▶ **PROVIDED DATA**:
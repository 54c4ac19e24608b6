//! Shorthand constructors over [`TimerBuilder`]
//!
//! Each function configures a builder and builds it at `tick`/`time`. They
//! add no behaviour of their own.
//!
//! [`TimerBuilder`]: super::TimerBuilder

use tickwork_types::{TimeValue, TimerId, TimerKind};

use super::handle::TimerHandle;
use super::service::TimerService;

/// Run `f` once after `delay`
pub fn delay(
    service: &TimerService,
    delay: TimeValue,
    tick: u64,
    time: f64,
    f: impl Fn() + Send + Sync + 'static,
) -> TimerHandle {
    service
        .builder()
        .kind(TimerKind::Once)
        .delay(delay)
        .on_simple(f)
        .build(tick, time)
}

/// Run `f` every `period` until cancelled
pub fn interval(
    service: &TimerService,
    period: TimeValue,
    tick: u64,
    time: f64,
    f: impl Fn() + Send + Sync + 'static,
) -> TimerHandle {
    service
        .builder()
        .kind(TimerKind::Interval)
        .delay(period)
        .on_simple(f)
        .build(tick, time)
}

/// Run `f` `count` times, `period` apart
pub fn repeat(
    service: &TimerService,
    period: TimeValue,
    count: i32,
    tick: u64,
    time: f64,
    f: impl Fn(&TimerHandle) + Send + Sync + 'static,
) -> TimerHandle {
    service
        .builder()
        .kind(TimerKind::Repeat)
        .repeat_count(count)
        .delay(period)
        .on_once(f)
        .build(tick, time)
}

/// Run `f` every `period` until it returns true
pub fn repeat_until(
    service: &TimerService,
    period: TimeValue,
    tick: u64,
    time: f64,
    f: impl Fn(&TimerHandle) -> bool + Send + Sync + 'static,
) -> TimerHandle {
    service
        .builder()
        .kind(TimerKind::Loop)
        .delay(period)
        .on_loop(move |timer| !f(timer))
        .build(tick, time)
}

/// Run `f` once no early poll has happened for `quiet`
pub fn debounce(
    service: &TimerService,
    quiet: TimeValue,
    tick: u64,
    time: f64,
    f: impl Fn() + Send + Sync + 'static,
) -> TimerHandle {
    service
        .builder()
        .debounce(quiet)
        .on_simple(f)
        .build(tick, time)
}

/// Run `f` immediately, then at most once per `window`
pub fn throttle(
    service: &TimerService,
    window: TimeValue,
    tick: u64,
    time: f64,
    f: impl Fn() + Send + Sync + 'static,
) -> TimerHandle {
    service
        .builder()
        .throttle(window)
        .on_simple(f)
        .build(tick, time)
}

/// Reads like prose at call sites: `schedule::after(&svc, ticks(30), ...)`
pub mod schedule {
    use super::*;

    pub fn after(
        service: &TimerService,
        wait: TimeValue,
        tick: u64,
        time: f64,
        f: impl Fn() + Send + Sync + 'static,
    ) -> TimerHandle {
        delay(service, wait, tick, time, f)
    }

    pub fn every(
        service: &TimerService,
        period: TimeValue,
        tick: u64,
        time: f64,
        f: impl Fn() + Send + Sync + 'static,
    ) -> TimerHandle {
        interval(service, period, tick, time, f)
    }

    /// Start `next` when `first` completes
    pub fn chain(service: &TimerService, first: TimerId, next: TimerId) -> bool {
        service.chain(first, next)
    }

    pub fn ticks(n: u64) -> TimeValue {
        TimeValue::from_ticks(n)
    }

    pub fn seconds(s: f64) -> TimeValue {
        TimeValue::from_seconds(s)
    }
}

▶ **ASSIGNMENT**: Would you retype all of the lines shown above, exactly as given?

▶ **WORKED SOLUTION**:
repository 54c4ac19e24608b6
//! Shorthand constructors over [`TimerBuilder`]
//!
//! Each function configures a builder and builds it at `tick`/`time`. They
//! add no behaviour of their own.
//!
//! [`TimerBuilder`]: super::TimerBuilder

use tickwork_types::{TimeValue, TimerId, TimerKind};

use super::handle::TimerHandle;
use super::service::TimerService;

/// Run `f` once after `delay`
pub fn delay(
    service: &TimerService,
    delay: TimeValue,
    tick: u64,
    time: f64,
    f: impl Fn() + Send + Sync + 'static,
) -> TimerHandle {
    service
        .builder()
        .kind(TimerKind::Once)
        .delay(delay)
        .on_simple(f)
        .build(tick, time)
}

/// Run `f` every `period` until cancelled
pub fn interval(
    service: &TimerService,
    period: TimeValue,
    tick: u64,
    time: f64,
    f: impl Fn() + Send + Sync + 'static,
) -> TimerHandle {
    service
        .builder()
        .kind(TimerKind::Interval)
        .delay(period)
        .on_simple(f)
        .build(tick, time)
}

/// Run `f` `count` times, `period` apart
pub fn repeat(
    service: &TimerService,
    period: TimeValue,
    count: i32,
    tick: u64,
    time: f64,
    f: impl Fn(&TimerHandle) + Send + Sync + 'static,
) -> TimerHandle {
    service
        .builder()
        .kind(TimerKind::Repeat)
        .repeat_count(count)
        .delay(period)
        .on_once(f)
        .build(tick, time)
}

/// Run `f` every `period` until it returns true
pub fn repeat_until(
    service: &TimerService,
    period: TimeValue,
    tick: u64,
    time: f64,
    f: impl Fn(&TimerHandle) -> bool + Send + Sync + 'static,
) -> TimerHandle {
    service
        .builder()
        .kind(TimerKind::Loop)
        .delay(period)
        .on_loop(move |timer| !f(timer))
        .build(tick, time)
}

/// Run `f` once no early poll has happened for `quiet`
pub fn debounce(
    service: &TimerService,
    quiet: TimeValue,
    tick: u64,
    time: f64,
    f: impl Fn() + Send + Sync + 'static,
) -> TimerHandle {
    service
        .builder()
        .debounce(quiet)
        .on_simple(f)
        .build(tick, time)
}

/// Run `f` immediately, then at most once per `window`
pub fn throttle(
    service: &TimerService,
    window: TimeValue,
    tick: u64,
    time: f64,
    f: impl Fn() + Send + Sync + 'static,
) -> TimerHandle {
    service
        .builder()
        .throttle(window)
        .on_simple(f)
        .build(tick, time)
}

/// Reads like prose at call sites: `schedule::after(&svc, ticks(30), ...)`
pub mod schedule {
    use super::*;

    pub fn after(
        service: &TimerService,
        wait: TimeValue,
        tick: u64,
        time: f64,
        f: impl Fn() + Send + Sync + 'static,
    ) -> TimerHandle {
        delay(service, wait, tick, time, f)
    }

    pub fn every(
        service: &TimerService,
        period: TimeValue,
        tick: u64,
        time: f64,
        f: impl Fn() + Send + Sync + 'static,
    ) -> TimerHandle {
        interval(service, period, tick, time, f)
    }

    /// Start `next` when `first` completes
    pub fn chain(service: &TimerService, first: TimerId, next: TimerId) -> bool {
        service.chain(first, next)
    }

    pub fn ticks(n: u64) -> TimeValue {
        TimeValue::from_ticks(n)
    }

    pub fn seconds(s: f64) -> TimeValue {
        TimeValue::from_seconds(s)
    }
}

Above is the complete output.